Stored data entries:
>>>>
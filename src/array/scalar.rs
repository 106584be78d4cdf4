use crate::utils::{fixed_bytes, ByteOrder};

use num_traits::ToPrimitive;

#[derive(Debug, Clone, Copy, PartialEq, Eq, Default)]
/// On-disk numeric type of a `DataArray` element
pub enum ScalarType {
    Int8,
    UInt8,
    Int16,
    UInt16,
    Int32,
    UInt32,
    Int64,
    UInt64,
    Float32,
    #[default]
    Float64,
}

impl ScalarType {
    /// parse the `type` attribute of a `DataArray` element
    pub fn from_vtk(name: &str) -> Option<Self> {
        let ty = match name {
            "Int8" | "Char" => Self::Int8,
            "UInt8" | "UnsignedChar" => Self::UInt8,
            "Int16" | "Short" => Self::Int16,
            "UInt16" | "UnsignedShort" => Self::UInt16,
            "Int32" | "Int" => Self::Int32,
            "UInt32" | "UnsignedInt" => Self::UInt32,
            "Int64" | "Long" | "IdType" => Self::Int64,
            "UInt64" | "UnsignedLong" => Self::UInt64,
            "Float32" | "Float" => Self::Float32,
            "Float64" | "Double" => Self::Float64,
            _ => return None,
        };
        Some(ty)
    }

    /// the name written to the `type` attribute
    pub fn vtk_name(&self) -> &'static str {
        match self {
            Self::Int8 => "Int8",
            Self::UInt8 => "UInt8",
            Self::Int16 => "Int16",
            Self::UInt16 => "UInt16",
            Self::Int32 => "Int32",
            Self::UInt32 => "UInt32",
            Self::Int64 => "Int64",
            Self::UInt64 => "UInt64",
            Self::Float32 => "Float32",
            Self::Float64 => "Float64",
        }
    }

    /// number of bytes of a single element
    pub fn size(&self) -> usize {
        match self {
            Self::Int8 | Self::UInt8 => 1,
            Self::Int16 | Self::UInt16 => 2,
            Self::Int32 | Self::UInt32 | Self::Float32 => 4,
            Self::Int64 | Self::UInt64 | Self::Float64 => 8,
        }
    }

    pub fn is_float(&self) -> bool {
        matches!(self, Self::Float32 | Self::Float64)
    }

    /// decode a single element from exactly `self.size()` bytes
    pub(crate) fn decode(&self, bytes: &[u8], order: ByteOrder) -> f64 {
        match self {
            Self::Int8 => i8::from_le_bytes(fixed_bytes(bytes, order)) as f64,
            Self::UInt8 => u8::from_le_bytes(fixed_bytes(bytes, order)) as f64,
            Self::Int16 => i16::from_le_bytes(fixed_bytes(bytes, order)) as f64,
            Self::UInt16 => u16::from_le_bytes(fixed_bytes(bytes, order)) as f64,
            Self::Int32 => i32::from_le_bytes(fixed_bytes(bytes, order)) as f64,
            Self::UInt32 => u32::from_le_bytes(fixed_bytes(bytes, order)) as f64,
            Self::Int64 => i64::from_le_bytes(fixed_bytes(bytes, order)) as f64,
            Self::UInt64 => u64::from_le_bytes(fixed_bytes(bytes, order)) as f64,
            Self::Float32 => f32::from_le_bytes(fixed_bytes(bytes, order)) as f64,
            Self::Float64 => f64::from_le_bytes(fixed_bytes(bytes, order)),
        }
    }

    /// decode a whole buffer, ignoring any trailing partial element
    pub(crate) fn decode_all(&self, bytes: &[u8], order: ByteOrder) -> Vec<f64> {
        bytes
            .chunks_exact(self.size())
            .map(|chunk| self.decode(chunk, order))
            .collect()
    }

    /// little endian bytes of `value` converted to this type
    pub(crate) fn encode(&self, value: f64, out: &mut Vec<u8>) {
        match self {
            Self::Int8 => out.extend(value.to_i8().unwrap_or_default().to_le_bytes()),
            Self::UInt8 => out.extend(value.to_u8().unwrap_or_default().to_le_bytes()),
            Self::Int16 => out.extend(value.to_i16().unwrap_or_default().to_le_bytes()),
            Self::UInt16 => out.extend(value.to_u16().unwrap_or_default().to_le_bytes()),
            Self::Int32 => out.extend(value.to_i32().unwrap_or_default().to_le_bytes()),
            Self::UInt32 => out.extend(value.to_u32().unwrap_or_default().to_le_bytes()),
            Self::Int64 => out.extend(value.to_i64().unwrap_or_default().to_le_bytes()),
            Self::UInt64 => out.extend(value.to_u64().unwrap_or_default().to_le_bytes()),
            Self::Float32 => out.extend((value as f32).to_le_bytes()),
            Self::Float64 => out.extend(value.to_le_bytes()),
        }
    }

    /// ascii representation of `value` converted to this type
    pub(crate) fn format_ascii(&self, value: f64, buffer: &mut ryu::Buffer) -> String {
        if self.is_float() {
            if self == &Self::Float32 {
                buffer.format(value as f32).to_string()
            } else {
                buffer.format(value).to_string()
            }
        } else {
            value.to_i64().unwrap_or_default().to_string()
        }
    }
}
<<<<
### WHAT NEEDS TO BE DONE:
Please repeat each entry exactly as written.

### RESPONSE:
filename src/array/scalar.rs
repository 106584be78d4cdf4
use crate::utils::{fixed_bytes, ByteOrder};

use num_traits::ToPrimitive;

#[derive(Debug, Clone, Copy, PartialEq, Eq, Default)]
/// On-disk numeric type of a `DataArray` element
pub enum ScalarType {
    Int8,
    UInt8,
    Int16,
    UInt16,
    Int32,
    UInt32,
    Int64,
    UInt64,
    Float32,
    #[default]
    Float64,
}

impl ScalarType {
    /// parse the `type` attribute of a `DataArray` element
    pub fn from_vtk(name: &str) -> Option<Self> {
        let ty = match name {
            "Int8" | "Char" => Self::Int8,
            "UInt8" | "UnsignedChar" => Self::UInt8,
            "Int16" | "Short" => Self::Int16,
            "UInt16" | "UnsignedShort" => Self::UInt16,
            "Int32" | "Int" => Self::Int32,
            "UInt32" | "UnsignedInt" => Self::UInt32,
            "Int64" | "Long" | "IdType" => Self::Int64,
            "UInt64" | "UnsignedLong" => Self::UInt64,
            "Float32" | "Float" => Self::Float32,
            "Float64" | "Double" => Self::Float64,
            _ => return None,
        };
        Some(ty)
    }

    /// the name written to the `type` attribute
    pub fn vtk_name(&self) -> &'static str {
        match self {
            Self::Int8 => "Int8",
            Self::UInt8 => "UInt8",
            Self::Int16 => "Int16",
            Self::UInt16 => "UInt16",
            Self::Int32 => "Int32",
            Self::UInt32 => "UInt32",
            Self::Int64 => "Int64",
            Self::UInt64 => "UInt64",
            Self::Float32 => "Float32",
            Self::Float64 => "Float64",
        }
    }

    /// number of bytes of a single element
    pub fn size(&self) -> usize {
        match self {
            Self::Int8 | Self::UInt8 => 1,
            Self::Int16 | Self::UInt16 => 2,
            Self::Int32 | Self::UInt32 | Self::Float32 => 4,
            Self::Int64 | Self::UInt64 | Self::Float64 => 8,
        }
    }

    pub fn is_float(&self) -> bool {
        matches!(self, Self::Float32 | Self::Float64)
    }

    /// decode a single element from exactly `self.size()` bytes
    pub(crate) fn decode(&self, bytes: &[u8], order: ByteOrder) -> f64 {
        match self {
            Self::Int8 => i8::from_le_bytes(fixed_bytes(bytes, order)) as f64,
            Self::UInt8 => u8::from_le_bytes(fixed_bytes(bytes, order)) as f64,
            Self::Int16 => i16::from_le_bytes(fixed_bytes(bytes, order)) as f64,
            Self::UInt16 => u16::from_le_bytes(fixed_bytes(bytes, order)) as f64,
            Self::Int32 => i32::from_le_bytes(fixed_bytes(bytes, order)) as f64,
            Self::UInt32 => u32::from_le_bytes(fixed_bytes(bytes, order)) as f64,
            Self::Int64 => i64::from_le_bytes(fixed_bytes(bytes, order)) as f64,
            Self::UInt64 => u64::from_le_bytes(fixed_bytes(bytes, order)) as f64,
            Self::Float32 => f32::from_le_bytes(fixed_bytes(bytes, order)) as f64,
            Self::Float64 => f64::from_le_bytes(fixed_bytes(bytes, order)),
        }
    }

    /// decode a whole buffer, ignoring any trailing partial element
    pub(crate) fn decode_all(&self, bytes: &[u8], order: ByteOrder) -> Vec<f64> {
        bytes
            .chunks_exact(self.size())
            .map(|chunk| self.decode(chunk, order))
            .collect()
    }

    /// little endian bytes of `value` converted to this type
    pub(crate) fn encode(&self, value: f64, out: &mut Vec<u8>) {
        match self {
            Self::Int8 => out.extend(value.to_i8().unwrap_or_default().to_le_bytes()),
            Self::UInt8 => out.extend(value.to_u8().unwrap_or_default().to_le_bytes()),
            Self::Int16 => out.extend(value.to_i16().unwrap_or_default().to_le_bytes()),
            Self::UInt16 => out.extend(value.to_u16().unwrap_or_default().to_le_bytes()),
            Self::Int32 => out.extend(value.to_i32().unwrap_or_default().to_le_bytes()),
            Self::UInt32 => out.extend(value.to_u32().unwrap_or_default().to_le_bytes()),
            Self::Int64 => out.extend(value.to_i64().unwrap_or_default().to_le_bytes()),
            Self::UInt64 => out.extend(value.to_u64().unwrap_or_default().to_le_bytes()),
            Self::Float32 => out.extend((value as f32).to_le_bytes()),
            Self::Float64 => out.extend(value.to_le_bytes()),
        }
    }

    /// ascii representation of `value` converted to this type
    pub(crate) fn format_ascii(&self, value: f64, buffer: &mut ryu::Buffer) -> String {
        if self.is_float() {
            if self == &Self::Float32 {
                buffer.format(value as f32).to_string()
            } else {
                buffer.format(value).to_string()
            }
        } else {
            value.to_i64().unwrap_or_default().to_string()
        }
    }
}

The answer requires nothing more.